Ele lembrou que cerca de 75% do Orçamento primário é indexado, por isso retirar as correções automáticas, mesmo que parcialmente, abriria bastante espaço no teto de gastos. “Mais de R$ 700 bilhões estão ligados a algum tipo de indexação, quer seja pelo IPCA, INPC, indexação referenciada ao salário mínimo ou à receita corrente líquida. Então é um item que nós precisamos olhar e será um avanço institucional enorme ao conseguirmos”, ressaltou.
Em audiência pública no Senado, o ministro Paulo Guedes disse aos parlamentares que aprovar a PEC do Pacto Federativo com os 3Ds é devolver o controle do Orçamento à classe política.
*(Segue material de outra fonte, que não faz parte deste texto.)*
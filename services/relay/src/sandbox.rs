//! Sandbox manager interface.
//!
//! Provisioning (containers, microVMs, remote workers) lives outside this
//! service; the hub only needs two operations: attach to a provisioned
//! sandbox, and pause one.  The built-in manager covers the two local
//! flavours — agents run directly as subprocesses, and agents reachable
//! over a socket — which is enough to run the relay end to end.

use crate::environment::EnvConfig;
use crate::transport::{
    AgentLaunchSpec, ReconnectConfig, SocketTransport, SubprocessTransport, Transport,
};
use async_trait::async_trait;
use relay_protocol::ClientInfo;
use std::path::PathBuf;
use std::sync::Arc;
use thiserror::Error;
use tracing::debug;

/// Provider type for local subprocess agents.
pub const PROVIDER_PROCESS: &str = "process";
/// Provider type for agents behind a socket.
pub const PROVIDER_SOCKET: &str = "socket";

#[derive(Debug, Clone, Error)]
pub enum SandboxError {
    #[error("sandbox not found: {0}")]
    NotFound(String),
    #[error("attach failed: {0}")]
    AttachFailed(String),
    #[error("provider failure: {0}")]
    Provider(String),
}

impl SandboxError {
    /// Errors the reaper tolerates: the sandbox is already gone.
    pub fn is_gone(&self) -> bool {
        matches!(self, SandboxError::NotFound(_))
    }
}

/// External collaborator that owns sandbox lifecycles.
#[async_trait]
pub trait SandboxManager: Send + Sync {
    /// Attach to a provisioned sandbox, yielding a connected channel.
    async fn attach_session(
        &self,
        provider_type: &str,
        provider_id: &str,
        env: Option<EnvConfig>,
    ) -> Result<Arc<Transport>, SandboxError>;

    /// Suspend a sandbox to release resources.
    async fn pause(&self, provider_type: &str, provider_id: &str) -> Result<(), SandboxError>;
}

/// Configuration for the built-in local manager.
#[derive(Debug, Clone)]
pub struct LocalSandboxConfig {
    /// Agent binary for `process` sandboxes.
    pub agent_program: String,
    /// Arguments placed before the transport's own flags.
    pub agent_args: Vec<String>,
    /// Root under which per-sandbox agent state directories are created.
    pub state_root: PathBuf,
    /// Reconnect policy for `socket` sandboxes.
    pub reconnect: ReconnectConfig,
}

/// Built-in manager for local subprocess and socket sandboxes.
///
/// `process` sandboxes use the provider id as the project root the agent
/// works in; `socket` sandboxes use it as the WebSocket URL.
pub struct LocalSandboxManager {
    config: LocalSandboxConfig,
}

impl LocalSandboxManager {
    pub fn new(config: LocalSandboxConfig) -> Self {
        LocalSandboxManager { config }
    }

    fn agent_dir_for(&self, provider_id: &str) -> PathBuf {
        // Provider ids are paths or URLs; flatten to a single directory name.
        let flattened: String = provider_id
            .chars()
            .map(|c| if c.is_ascii_alphanumeric() { c } else { '-' })
            .collect();
        self.config.state_root.join(flattened)
    }
}

#[async_trait]
impl SandboxManager for LocalSandboxManager {
    async fn attach_session(
        &self,
        provider_type: &str,
        provider_id: &str,
        env: Option<EnvConfig>,
    ) -> Result<Arc<Transport>, SandboxError> {
        let transport = match provider_type {
            PROVIDER_PROCESS => Transport::Subprocess(SubprocessTransport::new(AgentLaunchSpec {
                program: self.config.agent_program.clone(),
                args: self.config.agent_args.clone(),
                project_root: PathBuf::from(provider_id),
                agent_dir: self.agent_dir_for(provider_id),
            })),
            PROVIDER_SOCKET => Transport::Socket(SocketTransport::new(
                provider_id.to_owned(),
                ClientInfo {
                    name: "relay".to_owned(),
                    version: env!("CARGO_PKG_VERSION").to_owned(),
                },
                self.config.reconnect.clone(),
            )),
            other => {
                return Err(SandboxError::Provider(format!(
                    "unknown provider type '{other}'"
                )));
            }
        };

        if let Some(env) = &env {
            debug!(env_id = %env.id, provider_type, "attaching with environment config");
        }
        transport
            .connect()
            .await
            .map_err(|e| SandboxError::AttachFailed(e.to_string()))?;
        Ok(Arc::new(transport))
    }

    async fn pause(&self, provider_type: &str, provider_id: &str) -> Result<(), SandboxError> {
        match provider_type {
            // Local flavours have nothing to suspend beyond the channel the
            // hub already released; the call exists for provider parity.
            PROVIDER_PROCESS | PROVIDER_SOCKET => {
                debug!(provider_type, provider_id, "pause is a no-op for local sandboxes");
                Ok(())
            }
            other => Err(SandboxError::NotFound(format!(
                "unknown provider type '{other}'"
            ))),
        }
    }
}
“Além de o teto estar nos comprimindo, o piso sobe, porque as despesas obrigatórias são indexadas, são vinculadas. Então, o que está acontecendo conosco? Nós estamos sendo comprimidos contra o teto: ou vai quebrar o teto em algum momento ou nós vamos travar esse piso. A PEC do pacto federativo é essa trava no piso. Ela diz o seguinte: ‘Vamos assumir o controle dos orçamentos, não há mais tudo automático, tudo vinculado. Vamos desobrigar, vamos desindexar, vamos desvincular, e quem decide é a classe política'”, resumiu o ministro.
Guedes demonstrou confiança que a proposta será aprovada pelo Congresso. “A classe política não vai se omitir. Ela vai dar um passo à frente e vai assumir os orçamentos públicos, desobrigar, desindexar e desvincular as receitas, de forma que você possa decidir sobre R$1,5 trilhão, que é o Orçamento da União.”